Rabiate Razzia bei G-20-Gegnern: Jetzt wird der Staat wütend
Der Staatsschutz durchsucht die Wohnung von zwei Aktivisten. Sie sollen im taz-Interview einen Brandanschlag auf die Messehallen gebilligt haben.
Auf taz-Anfrage will sich die Polizei mit Verweis auf ermittlungstaktische Gründe nicht zum Hergang äußern. In einer Pressemitteilung erklärt sie: „In allen Objekten wurden EDV-Geräte, Datenträger und schriftliche Unterlagen zur Durchsicht sichergestellt.“ Der Sprecher der Staatsanwaltschaft, Carsten Rinio, erklärt, „wir ermitteln wegen des Verdachts der Billigung einer Straftat“.
Den beiden Männern wird vorgeworfen, sie könnten die beiden Gipfelgegner „Ernst Henning“ und „Timo Schmidt“ gewesen sein, die die taz für die Ausgabe am 2. Dezember 2016 zu den möglichen G-20-Gipfelprotesten anonymisiert interviewt hatte. In dem Interview war auch die Brandattacke zwei Wochen vor dem OSZE-Treffen auf den G-20-Tagungsort Messehallen angesprochen worden, für die die beiden als „legitime Form des Widerstands“ Verständnis zeigten.
Der Paragraf 140 Strafgesetzbuch „Belohnung und Billigung einer Straftat“ lässt sehr oft Auslegungsspielräume und Interpretationen zu, weil er oft mit dem Recht auf Meinungsfreiheit kollidieren kann.
Für die Strafbarkeit der Billigung muss eine hinreichende Öffentlichkeit und eine voraussichtliche Störung des öffentlichen Friedens gegeben sein.
Eine reine Verständnisäußerung ist in der Regel –außerhalb der G-20-Gipfel-Vorbereitungen –von der Meinungsfreiheit gedeckt.
„Da sind ein paar Glasscheiben zu Bruch gegangen und ein bisschen Ruß ist da“, sagten sie.

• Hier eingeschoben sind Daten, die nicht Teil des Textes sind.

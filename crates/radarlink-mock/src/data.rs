//! Streamed frames from the emulated board
//!
//! Every frame starts with a little-endian `u32` sequence number followed
//! by a byte ramp seeded with that number, so consumers can check both
//! ordering and contents.

use crate::SharedBoard;
use parking_lot::Mutex;
use radarlink_core::bridge::DataChannel;
use radarlink_core::frame::{FrameInfo, FrameSource};
use radarlink_core::link::CloseSignal;
use radarlink_core::LinkError;
use std::time::Duration;

/// Data channel of the emulated board
pub struct MockDataChannel {
    board: SharedBoard,
    sources: Mutex<Vec<CloseSignal>>,
}

impl MockDataChannel {
    /// Data channel of `board`
    pub fn new(board: SharedBoard) -> Self {
        Self {
            board,
            sources: Mutex::new(Vec::new()),
        }
    }
}

impl DataChannel for MockDataChannel {
    fn open_source(&self, frame_size: usize) -> Result<Box<dyn FrameSource>, LinkError> {
        let (frame_len, interval) = {
            let board = self.board.lock();
            if board.is_unavailable() {
                return Err(LinkError::Unavailable);
            }
            (board.config().frame_len, board.config().frame_interval)
        };
        let signal = CloseSignal::new();
        self.sources.lock().push(signal.clone());
        Ok(Box::new(MockFrameSource {
            frame_len: frame_len.min(frame_size),
            interval,
            sequence: 0,
            signal,
        }))
    }

    fn close(&self) {
        for signal in self.sources.lock().drain(..) {
            signal.close();
        }
    }
}

/// Endless producer of numbered frames
pub struct MockFrameSource {
    frame_len: usize,
    interval: Duration,
    sequence: u32,
    signal: CloseSignal,
}

impl FrameSource for MockFrameSource {
    fn receive_frame(&mut self, buf: &mut [u8]) -> Result<FrameInfo, LinkError> {
        self.signal.sleep(self.interval)?;
        let len = self.frame_len.min(buf.len());
        fill_frame(self.sequence, &mut buf[..len]);
        let info = FrameInfo {
            offset: 0,
            size: len,
            status: 0,
        };
        self.sequence = self.sequence.wrapping_add(1);
        Ok(info)
    }
}

/// Write frame `sequence` into `buf`
pub fn fill_frame(sequence: u32, buf: &mut [u8]) {
    let header = sequence.to_le_bytes();
    for (i, byte) in buf.iter_mut().enumerate() {
        *byte = match header.get(i) {
            Some(&b) => b,
            None => (sequence as usize).wrapping_add(i) as u8,
        };
    }
}

/// Sequence number of a frame, if it passes the content check
pub fn check_frame(data: &[u8]) -> Option<u32> {
    let sequence = u32::from_le_bytes(data.get(..4)?.try_into().ok()?);
    let ok = data
        .iter()
        .enumerate()
        .skip(4)
        .all(|(i, &b)| b == (sequence as usize).wrapping_add(i) as u8);
    ok.then_some(sequence)
}

#[cfg(test)]
mod tests {
    use super::*;
    use crate::{shared, MockBoard};

    #[test]
    fn test_frame_content() {
        let mut buf = [0u8; 12];
        fill_frame(0x0102_0304, &mut buf);
        assert_eq!(&buf[..4], &[4, 3, 2, 1]);
        assert_eq!(check_frame(&buf), Some(0x0102_0304));
        buf[9] ^= 0xFF;
        assert_eq!(check_frame(&buf), None);
        assert_eq!(check_frame(&buf[..3]), None);
    }

    #[test]
    fn test_close_ends_sources() {
        let channel = MockDataChannel::new(shared(MockBoard::new_default()));
        let mut source = channel.open_source(64).unwrap();
        let mut buf = [0u8; 64];

        let info = source.receive_frame(&mut buf).unwrap();
        assert_eq!(info.size, 64);
        assert_eq!(check_frame(&buf), Some(0));

        channel.close();
        assert_eq!(source.receive_frame(&mut buf), Err(LinkError::Closed));
    }
}
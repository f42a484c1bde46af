//! Transport link abstraction
//!
//! A [`TransportLink`] is a raw byte connection to one physical channel: a
//! USB endpoint pair, a UDP socket, a SPI bus. Links are owned by exactly
//! one bridge and used from one thread at a time; the bridge serializes
//! access.
//!
//! Blocking operations are bounded by a link timeout. Every link also owns
//! a [`CloseSignal`] which another thread may trigger to make a blocked
//! `send` or `receive` return [`LinkError::Closed`].

use crate::error::LinkError;
use parking_lot::{Condvar, Mutex};
use std::sync::Arc;
use std::time::{Duration, Instant};

/// Connection state of a link
#[derive(Debug, Clone, Copy, PartialEq, Eq)]
pub enum LinkState {
    /// Not connected; send and receive fail with [`LinkError::Closed`]
    Closed,
    /// Connected and usable
    Open,
}

/// Raw byte-level connection to one physical channel
pub trait TransportLink: Send {
    /// Human readable identity (device path, socket address, bus location)
    fn path(&self) -> &str;

    /// Claim the underlying channel
    ///
    /// Fails with [`LinkError::Unavailable`] if the channel is busy or
    /// unreachable. Opening an open link is a no-op.
    fn open(&mut self) -> Result<(), LinkError>;

    /// Release the underlying channel. Idempotent.
    fn close(&mut self);

    /// Current connection state
    fn state(&self) -> LinkState;

    /// Largest number of bytes a single `send` or `receive` may carry
    fn max_transfer_size(&self) -> usize;

    /// Send one transfer, blocking until done or timed out
    fn send(&mut self, data: &[u8]) -> Result<(), LinkError>;

    /// Receive one transfer into `buf`, returning the number of bytes read
    fn receive(&mut self, buf: &mut [u8]) -> Result<usize, LinkError>;

    /// Cancellation token shared with whoever may close this link
    fn close_signal(&self) -> CloseSignal;
}

impl TransportLink for Box<dyn TransportLink> {
    fn path(&self) -> &str {
        (**self).path()
    }

    fn open(&mut self) -> Result<(), LinkError> {
        (**self).open()
    }

    fn close(&mut self) {
        (**self).close()
    }

    fn state(&self) -> LinkState {
        (**self).state()
    }

    fn max_transfer_size(&self) -> usize {
        (**self).max_transfer_size()
    }

    fn send(&mut self, data: &[u8]) -> Result<(), LinkError> {
        (**self).send(data)
    }

    fn receive(&mut self, buf: &mut [u8]) -> Result<usize, LinkError> {
        (**self).receive(buf)
    }

    fn close_signal(&self) -> CloseSignal {
        (**self).close_signal()
    }
}

/// Fail fast if `len` exceeds the link limit
pub fn check_transfer_size(len: usize, max: usize) -> Result<(), LinkError> {
    if len > max {
        return Err(LinkError::PayloadTooLarge { len, max });
    }
    Ok(())
}

/// Cloneable cancellation token for blocking link I/O
///
/// A closed signal stays closed until [`CloseSignal::reset`] is called,
/// which links do when they are reopened.
#[derive(Clone, Default)]
pub struct CloseSignal {
    inner: Arc<SignalInner>,
}

#[derive(Default)]
struct SignalInner {
    closed: Mutex<bool>,
    cond: Condvar,
}

impl CloseSignal {
    /// Create an open (not yet signalled) token
    pub fn new() -> Self {
        Self::default()
    }

    /// Signal close and wake every waiter
    pub fn close(&self) {
        let mut closed = self.inner.closed.lock();
        *closed = true;
        self.inner.cond.notify_all();
    }

    /// Clear the signal for a reopened link
    pub fn reset(&self) {
        *self.inner.closed.lock() = false;
    }

    /// Whether close was signalled
    pub fn is_closed(&self) -> bool {
        *self.inner.closed.lock()
    }

    /// Return `Err(Closed)` if close was signalled
    pub fn check(&self) -> Result<(), LinkError> {
        if self.is_closed() {
            Err(LinkError::Closed)
        } else {
            Ok(())
        }
    }

    /// Sleep for up to `timeout`, waking early on close
    ///
    /// Returns `Err(Closed)` if the signal fired.
    pub fn sleep(&self, timeout: Duration) -> Result<(), LinkError> {
        let deadline = Instant::now() + timeout;
        let mut closed = self.inner.closed.lock();
        while !*closed {
            if self.inner.cond.wait_until(&mut closed, deadline).timed_out() {
                break;
            }
        }
        if *closed {
            Err(LinkError::Closed)
        } else {
            Ok(())
        }
    }

    /// Run a blocking operation in bounded slices until it completes
    ///
    /// `op` is called with the slice length and must return
    /// `Err(LinkError::Timeout)` when one slice elapsed without progress.
    /// Between slices the signal is checked. Gives up with `Timeout` once
    /// `timeout` has elapsed overall.
    pub fn run_sliced<T>(
        &self,
        timeout: Duration,
        slice: Duration,
        mut op: impl FnMut(Duration) -> Result<T, LinkError>,
    ) -> Result<T, LinkError> {
        let deadline = Instant::now() + timeout;
        loop {
            self.check()?;
            let now = Instant::now();
            if now >= deadline {
                return Err(LinkError::Timeout);
            }
            let step = slice.min(deadline - now).max(Duration::from_millis(1));
            match op(step) {
                Err(LinkError::Timeout) => continue,
                other => {
                    // close during the slice wins over its result
                    if let Err(LinkError::Closed) = self.check() {
                        return Err(LinkError::Closed);
                    }
                    return other;
                }
            }
        }
    }
}

impl core::fmt::Debug for CloseSignal {
    fn fmt(&self, f: &mut core::fmt::Formatter<'_>) -> core::fmt::Result {
        f.debug_struct("CloseSignal")
            .field("closed", &self.is_closed())
            .finish()
    }
}

#[cfg(test)]
mod tests {
    use super::*;
    use std::thread;

    #[test]
    fn test_check_transfer_size() {
        assert!(check_transfer_size(64, 64).is_ok());
        assert_eq!(
            check_transfer_size(65, 64),
            Err(LinkError::PayloadTooLarge { len: 65, max: 64 })
        );
    }

    #[test]
    fn test_sleep_wakes_on_close() {
        let signal = CloseSignal::new();
        let remote = signal.clone();
        let start = Instant::now();
        let handle = thread::spawn(move || remote.sleep(Duration::from_secs(10)));
        thread::sleep(Duration::from_millis(20));
        signal.close();
        assert_eq!(handle.join().unwrap(), Err(LinkError::Closed));
        assert!(start.elapsed() < Duration::from_secs(5));
    }

    #[test]
    fn test_sleep_times_out_when_open() {
        let signal = CloseSignal::new();
        assert_eq!(signal.sleep(Duration::from_millis(5)), Ok(()));
    }

    #[test]
    fn test_run_sliced_gives_up_after_timeout() {
        let signal = CloseSignal::new();
        let mut calls = 0;
        let result: Result<(), _> =
            signal.run_sliced(Duration::from_millis(30), Duration::from_millis(5), |step| {
                calls += 1;
                thread::sleep(step);
                Err(LinkError::Timeout)
            });
        assert_eq!(result, Err(LinkError::Timeout));
        assert!(calls >= 2);
    }

    #[test]
    fn test_run_sliced_stops_on_close() {
        let signal = CloseSignal::new();
        signal.close();
        let result: Result<(), _> =
            signal.run_sliced(Duration::from_secs(1), Duration::from_millis(5), |_| Ok(()));
        assert_eq!(result, Err(LinkError::Closed));

        signal.reset();
        assert!(!signal.is_closed());
    }
}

Sie verstünden die Leute, die „Wut auf diesen Staat“ hätten. „Die, die zum OSZE oder zum G 20 kommen, sind die wahren Verbrecher“, sagten sie.
Laut Staatsanwaltschaft sollen Halil S.und Noah K. die Interviewten gewesen sein. Wie die Anklagebehörde darauf komme, wollte Rinio nicht sagen: „Das weiß ich nicht und das dürfte ich Ihnen auch nicht sagen.“
taz-Redakteurinnen sagten nicht aus
Nach Angaben von Rinio werde gegen die beiden interviewenden taz-Redakteurinnen aber nicht ermittelt. Sie hatten nach dem Interview Vorladungen zu einer Vernehmung beim Staatsschutz des Landeskriminalamtes erhalten, diesen unter Hinweis auf das Zeugnisverweigerungsrecht und den Informantenschutz aber nicht Folge geleistet.
Vor allem deshalb stellt sich die Frage, auf welcher Grundlage der Staatsschutz zu der Einschätzung gelangt, bei den Beschuldigten handele es sich um die anonymisierten Interviewpartner der taz. Denn das Interview war in den Räumen der taz geführt worden, die Autorisierung über eine verschlüsselte E-Mail erfolgt.
Am 7. und 8. Juli treffen sich in Hamburg die Staatschefs der größten Industrie- und Schwellenstaaten zum G20-Gipfel. Die taz berichtet dazu in einem laufend aktualisierten Schwerpunkt und ab dem 1. Juli mit täglich 8 Sonderseiten.
Die Betroffenen verstehen das Vorgehen des Staatsschutzes als Einschüchterungsversuch. Offenbar wolle die Polizei „uns kurz vor dem G-20-Gipfel verunsichern und dafür sorgen, dass wir uns nicht trauen, unseren legitimen Protest auf die Straße zu tragen“, erklärt einer von ihnen. Der rot-grüne Senat spreche von einem „Fest der Demokratie“, während die Stadt gleichzeitig „im Blaulicht versinkt“.